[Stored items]
Content starts

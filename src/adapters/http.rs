//! Shared JSON-over-HTTP plumbing for REST venues.

use reqwest::header::CONTENT_TYPE;
use reqwest::{Client, Method, StatusCode};
use rust_decimal::Decimal;
use serde_json::Value;
use std::time::Duration;

use crate::error::{GuardError, Result, VenueError};
use crate::exchange::VenueResult;

pub(crate) struct VenueHttp {
    venue: String,
    http: Client,
    bearer: Option<String>,
}

impl VenueHttp {
    pub(crate) fn new(venue: &str, timeout_ms: u64, bearer: Option<String>) -> Result<Self> {
        let http = Client::builder()
            .user_agent("flatline/0.1")
            .timeout(Duration::from_millis(timeout_ms))
            .build()
            .map_err(|e| {
                GuardError::Internal(format!("failed to build HTTP client for {}: {}", venue, e))
            })?;

        Ok(Self {
            venue: venue.to_string(),
            http,
            bearer,
        })
    }

    pub(crate) async fn request_json(
        &self,
        method: Method,
        url: &str,
        body: Option<&Value>,
    ) -> VenueResult<Value> {
        let mut req = self.http.request(method.clone(), url);

        if let Some(token) = &self.bearer {
            req = req.bearer_auth(token);
        }
        if let Some(body) = body {
            req = req.header(CONTENT_TYPE, "application/json").json(body);
        }

        let resp = req
            .send()
            .await
            .map_err(|e| VenueError::unavailable(&self.venue, format!("{} {}: {}", method, url, e)))?;
        let status = resp.status();
        let text = resp
            .text()
            .await
            .map_err(|e| VenueError::unavailable(&self.venue, format!("reading body: {}", e)))?;

        if !status.is_success() {
            let reason = format!("{} {} failed: status={} body={}", method, url, status, text);
            return Err(if is_transient_status(status) {
                VenueError::unavailable(&self.venue, reason)
            } else {
                VenueError::data(&self.venue, reason)
            });
        }

        if text.trim().is_empty() {
            return Ok(Value::Null);
        }

        serde_json::from_str(&text)
            .map_err(|e| VenueError::data(&self.venue, format!("invalid JSON response: {}", e)))
    }
}

/// Network-ish statuses. Auth failures count: a rotated key is not bad data.
fn is_transient_status(status: StatusCode) -> bool {
    status.is_server_error()
        || matches!(
            status,
            StatusCode::UNAUTHORIZED
                | StatusCode::FORBIDDEN
                | StatusCode::REQUEST_TIMEOUT
                | StatusCode::TOO_MANY_REQUESTS
        )
}

pub(crate) fn pick<'a>(root: &'a Value, keys: &[&str]) -> Option<&'a Value> {
    keys.iter().find_map(|key| root.get(*key))
}

pub(crate) fn pick_array<'a>(root: &'a Value, keys: &[&str]) -> Option<&'a [Value]> {
    if let Some(items) = root.as_array() {
        return Some(items.as_slice());
    }
    keys.iter()
        .find_map(|key| root.get(*key).and_then(|v| v.as_array()).map(Vec::as_slice))
}

pub(crate) fn pick_str<'a>(root: &'a Value, keys: &[&str]) -> Option<&'a str> {
    pick(root, keys).and_then(|v| v.as_str())
}

/// Decimal from either a JSON string or number
pub(crate) fn parse_decimalish(value: &Value) -> Option<Decimal> {
    match value {
        Value::String(s) => s.trim().parse::<Decimal>().ok(),
        Value::Number(n) => n.to_string().parse::<Decimal>().ok(),
        _ => None,
    }
}

/// Required decimal field; absent or unparsable is a data error
pub(crate) fn require_decimal(
    venue: &str,
    root: &Value,
    keys: &[&str],
) -> VenueResult<Decimal> {
    pick(root, keys)
        .and_then(parse_decimalish)
        .ok_or_else(|| VenueError::data(venue, format!("missing or invalid field {}", keys[0])))
}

Content ends

## Assignment:
Count every line above that includes the string "reqwest", and answer with the count only.

## Result of the exercise:
2